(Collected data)
-- Opening Marker --
//! Integration tests for Slice 2
//!
//! Tests round resolution: validation → cost → combat → charge → outcome

use pretty_assertions::assert_eq;
use qiduel::core::ResolutionEngine;
use qiduel::types::{Move, RoundNote, RoundState, Side, SideResult, Winner};

const QI_LEVELS: [f64; 6] = [0.0, 0.5, 1.0, 1.5, 2.0, 3.0];

#[test]
fn test_misfire_leaves_qi_untouched() {
    let outcome = ResolutionEngine::new().evaluate(Move::Attack2, Move::Luck, 0.0, 0.0);

    assert_eq!(
        outcome.player,
        SideResult {
            requested: Move::Attack2,
            played: Move::None,
            qi_before: 0.0,
            qi_after: 0.0,
            hit: false,
        }
    );
    assert!(outcome
        .notes
        .contains(&RoundNote::Misfire { side: Side::Player, requested: Move::Attack2 }));
    assert!(!outcome.terminal);
}

#[test]
fn test_heavy_shot_breaks_downgraded_guard() {
    let outcome = ResolutionEngine::new().evaluate(Move::Attack2, Move::Defense2, 1.0, 0.4);

    assert_eq!(outcome.player.played, Move::Attack2);
    assert_eq!(outcome.player.qi_after, 0.0);
    assert_eq!(outcome.ai.played, Move::Defense1);
    assert_eq!(outcome.ai.qi_after, 0.4);
    assert!(outcome.ai.hit);
    assert!(!outcome.player.hit);
    assert_eq!(outcome.winner, Winner::Player);
    assert!(outcome.terminal);
    assert!(outcome.notes.contains(&RoundNote::Downgraded {
        side: Side::Ai,
        from: Move::Defense2,
        to: Move::Defense1,
    }));
    assert!(outcome.notes.contains(&RoundNote::BrokeGuard { side: Side::Player }));
}

#[test]
fn test_double_charge() {
    let outcome = ResolutionEngine::new().evaluate(Move::Luck, Move::Luck, 0.0, 0.0);
    assert_eq!(outcome.player.qi_after, 1.0);
    assert_eq!(outcome.ai.qi_after, 1.0);
    assert_eq!(outcome.winner, Winner::None);
    assert!(!outcome.terminal);
    assert_eq!(outcome.message.matches("Luck").count(), 2, "{}", outcome.message);
}

#[test]
fn test_qi_never_negative() {
    let engine = ResolutionEngine::new();
    for &p in &Move::ALL {
        for &a in &Move::ALL {
            for &pq in &QI_LEVELS {
                for &aq in &QI_LEVELS {
                    let o = engine.evaluate(p, a, pq, aq);
                    assert!(o.player.qi_after >= 0.0, "{} vs {} at {}/{}", p, a, pq, aq);
                    assert!(o.ai.qi_after >= 0.0, "{} vs {} at {}/{}", p, a, pq, aq);
                }
            }
        }
    }
}

#[test]
fn test_no_op_round_is_idempotent() {
    let engine = ResolutionEngine::new();
    for &pq in &QI_LEVELS {
        for &aq in &QI_LEVELS {
            let o = engine.evaluate(Move::None, Move::None, pq, aq);
            assert_eq!(o.player.qi_after, pq);
            assert_eq!(o.ai.qi_after, aq);
            assert!(!o.terminal);
        }
    }
    // Misfires on both sides behave the same way
    let o = engine.evaluate(Move::Attack1, Move::Attack2, 0.0, 0.0);
    assert_eq!((o.player.played, o.ai.played), (Move::None, Move::None));
    assert_eq!((o.player.qi_after, o.ai.qi_after), (0.0, 0.0));
    assert!(!o.terminal);
}

#[test]
fn test_tier_break_property() {
    let engine = ResolutionEngine::new();
    for &qi in &[1.0, 1.5, 2.0, 3.0] {
        for &defender_qi in &QI_LEVELS {
            let heavy = engine.evaluate(Move::Attack2, Move::Defense1, qi, defender_qi);
            assert!(heavy.ai.hit, "heavy shot at qi {} must break the light guard", qi);
        }
    }
    for &qi in &[0.5, 1.0, 1.5, 2.0] {
        for &defender_qi in &QI_LEVELS {
            let light = engine.evaluate(Move::Attack1, Move::Defense1, qi, defender_qi);
            assert!(!light.ai.hit);
            assert!(!light.terminal);
        }
    }
}

#[test]
fn test_mutual_light_shots_cancel() {
    let o = ResolutionEngine::new().evaluate(Move::Attack1, Move::Attack1, 1.0, 0.5);
    assert!(!o.player.hit && !o.ai.hit);
    assert_eq!(o.player.qi_after, 0.5);
    assert_eq!(o.ai.qi_after, 0.0);
    assert!(o.notes.contains(&RoundNote::Equalized));
}

#[test]
fn test_heavy_guard_stops_heavy_shot() {
    let o = ResolutionEngine::new().evaluate(Move::Defense2, Move::Attack2, 0.5, 1.0);
    assert!(!o.player.hit);
    assert_eq!(o.player.qi_after, 0.0);
    assert_eq!(o.ai.qi_after, 0.0);
    assert!(o.notes.contains(&RoundNote::Blocked { side: Side::Ai }));
}

#[test]
fn test_shot_hits_charging_opponent_and_charge_still_lands() {
    let o = ResolutionEngine::new().evaluate(Move::Luck, Move::Attack1, 0.0, 0.5);
    assert!(o.player.hit);
    assert_eq!(o.winner, Winner::Ai);
    assert!(o.terminal);
    // Charge is applied after combat
    assert_eq!(o.player.qi_after, 1.0);
    assert!(o.message.starts_with("You lose!"), "{}", o.message);
}

#[test]
fn test_single_tier_rules() {
    let engine = ResolutionEngine::with_tiers(false);

    // A requested heavy shot is read as a light shot and stopped by a guard
    let o = engine.evaluate(Move::Attack2, Move::Defense1, 2.0, 0.0);
    assert_eq!(o.player.played, Move::Attack1);
    assert_eq!(o.player.qi_after, 1.5);
    assert!(!o.ai.hit);

    // A shot connects against both a charging and an idle opponent
    assert!(engine.evaluate(Move::Attack1, Move::Luck, 0.5, 0.0).ai.hit);
    assert!(engine.evaluate(Move::Attack1, Move::None, 0.5, 0.0).ai.hit);
}

#[test]
fn test_round_state_tracks_outcomes() {
    let engine = ResolutionEngine::new();
    let mut state = RoundState::default();

    let first = engine.evaluate(Move::Luck, Move::Defense1, state.player_qi, state.ai_qi);
    state.apply(&first);
    assert_eq!(state.round, 1);
    assert_eq!(state.player_qi, 1.0);
    assert_eq!(state.player_move, Some(Move::Luck));

    let second = engine.evaluate(Move::Attack2, Move::Luck, state.player_qi, state.ai_qi);
    state.apply(&second);
    assert_eq!(state.round, 2);
    assert!(state.terminal);
    assert_eq!(state.winner, Winner::Player);
    assert_eq!(state.message, second.message);
}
-- Closing Marker --
Required work: All records are to be retyped precisely.

Task response:
//! Integration tests for Slice 2
//!
//! Tests round resolution: validation → cost → combat → charge → outcome

use pretty_assertions::assert_eq;
use qiduel::core::ResolutionEngine;
use qiduel::types::{Move, RoundNote, RoundState, Side, SideResult, Winner};

const QI_LEVELS: [f64; 6] = [0.0, 0.5, 1.0, 1.5, 2.0, 3.0];

#[test]
fn test_misfire_leaves_qi_untouched() {
    let outcome = ResolutionEngine::new().evaluate(Move::Attack2, Move::Luck, 0.0, 0.0);

    assert_eq!(
        outcome.player,
        SideResult {
            requested: Move::Attack2,
            played: Move::None,
            qi_before: 0.0,
            qi_after: 0.0,
            hit: false,
        }
    );
    assert!(outcome
        .notes
        .contains(&RoundNote::Misfire { side: Side::Player, requested: Move::Attack2 }));
    assert!(!outcome.terminal);
}

#[test]
fn test_heavy_shot_breaks_downgraded_guard() {
    let outcome = ResolutionEngine::new().evaluate(Move::Attack2, Move::Defense2, 1.0, 0.4);

    assert_eq!(outcome.player.played, Move::Attack2);
    assert_eq!(outcome.player.qi_after, 0.0);
    assert_eq!(outcome.ai.played, Move::Defense1);
    assert_eq!(outcome.ai.qi_after, 0.4);
    assert!(outcome.ai.hit);
    assert!(!outcome.player.hit);
    assert_eq!(outcome.winner, Winner::Player);
    assert!(outcome.terminal);
    assert!(outcome.notes.contains(&RoundNote::Downgraded {
        side: Side::Ai,
        from: Move::Defense2,
        to: Move::Defense1,
    }));
    assert!(outcome.notes.contains(&RoundNote::BrokeGuard { side: Side::Player }));
}

#[test]
fn test_double_charge() {
    let outcome = ResolutionEngine::new().evaluate(Move::Luck, Move::Luck, 0.0, 0.0);
    assert_eq!(outcome.player.qi_after, 1.0);
    assert_eq!(outcome.ai.qi_after, 1.0);
    assert_eq!(outcome.winner, Winner::None);
    assert!(!outcome.terminal);
    assert_eq!(outcome.message.matches("Luck").count(), 2, "{}", outcome.message);
}

#[test]
fn test_qi_never_negative() {
    let engine = ResolutionEngine::new();
    for &p in &Move::ALL {
        for &a in &Move::ALL {
            for &pq in &QI_LEVELS {
                for &aq in &QI_LEVELS {
                    let o = engine.evaluate(p, a, pq, aq);
                    assert!(o.player.qi_after >= 0.0, "{} vs {} at {}/{}", p, a, pq, aq);
                    assert!(o.ai.qi_after >= 0.0, "{} vs {} at {}/{}", p, a, pq, aq);
                }
            }
        }
    }
}

#[test]
fn test_no_op_round_is_idempotent() {
    let engine = ResolutionEngine::new();
    for &pq in &QI_LEVELS {
        for &aq in &QI_LEVELS {
            let o = engine.evaluate(Move::None, Move::None, pq, aq);
            assert_eq!(o.player.qi_after, pq);
            assert_eq!(o.ai.qi_after, aq);
            assert!(!o.terminal);
        }
    }
    // Misfires on both sides behave the same way
    let o = engine.evaluate(Move::Attack1, Move::Attack2, 0.0, 0.0);
    assert_eq!((o.player.played, o.ai.played), (Move::None, Move::None));
    assert_eq!((o.player.qi_after, o.ai.qi_after), (0.0, 0.0));
    assert!(!o.terminal);
}

#[test]
fn test_tier_break_property() {
    let engine = ResolutionEngine::new();
    for &qi in &[1.0, 1.5, 2.0, 3.0] {
        for &defender_qi in &QI_LEVELS {
            let heavy = engine.evaluate(Move::Attack2, Move::Defense1, qi, defender_qi);
            assert!(heavy.ai.hit, "heavy shot at qi {} must break the light guard", qi);
        }
    }
    for &qi in &[0.5, 1.0, 1.5, 2.0] {
        for &defender_qi in &QI_LEVELS {
            let light = engine.evaluate(Move::Attack1, Move::Defense1, qi, defender_qi);
            assert!(!light.ai.hit);
            assert!(!light.terminal);
        }
    }
}

#[test]
fn test_mutual_light_shots_cancel() {
    let o = ResolutionEngine::new().evaluate(Move::Attack1, Move::Attack1, 1.0, 0.5);
    assert!(!o.player.hit && !o.ai.hit);
    assert_eq!(o.player.qi_after, 0.5);
    assert_eq!(o.ai.qi_after, 0.0);
    assert!(o.notes.contains(&RoundNote::Equalized));
}

#[test]
fn test_heavy_guard_stops_heavy_shot() {
    let o = ResolutionEngine::new().evaluate(Move::Defense2, Move::Attack2, 0.5, 1.0);
    assert!(!o.player.hit);
    assert_eq!(o.player.qi_after, 0.0);
    assert_eq!(o.ai.qi_after, 0.0);
    assert!(o.notes.contains(&RoundNote::Blocked { side: Side::Ai }));
}

#[test]
fn test_shot_hits_charging_opponent_and_charge_still_lands() {
    let o = ResolutionEngine::new().evaluate(Move::Luck, Move::Attack1, 0.0, 0.5);
    assert!(o.player.hit);
    assert_eq!(o.winner, Winner::Ai);
    assert!(o.terminal);
    // Charge is applied after combat
    assert_eq!(o.player.qi_after, 1.0);
    assert!(o.message.starts_with("You lose!"), "{}", o.message);
}

#[test]
fn test_single_tier_rules() {
    let engine = ResolutionEngine::with_tiers(false);

    // A requested heavy shot is read as a light shot and stopped by a guard
    let o = engine.evaluate(Move::Attack2, Move::Defense1, 2.0, 0.0);
    assert_eq!(o.player.played, Move::Attack1);
    assert_eq!(o.player.qi_after, 1.5);
    assert!(!o.ai.hit);

    // A shot connects against both a charging and an idle opponent
    assert!(engine.evaluate(Move::Attack1, Move::Luck, 0.5, 0.0).ai.hit);
    assert!(engine.evaluate(Move::Attack1, Move::None, 0.5, 0.0).ai.hit);
}

#[test]
fn test_round_state_tracks_outcomes() {
    let engine = ResolutionEngine::new();
    let mut state = RoundState::default();

    let first = engine.evaluate(Move::Luck, Move::Defense1, state.player_qi, state.ai_qi);
    state.apply(&first);
    assert_eq!(state.round, 1);
    assert_eq!(state.player_qi, 1.0);
    assert_eq!(state.player_move, Some(Move::Luck));

    let second = engine.evaluate(Move::Attack2, Move::Luck, state.player_qi, state.ai_qi);
    state.apply(&second);
    assert_eq!(state.round, 2);
    assert!(state.terminal);
    assert_eq!(state.winner, Winner::Player);
    assert_eq!(state.message, second.message);
}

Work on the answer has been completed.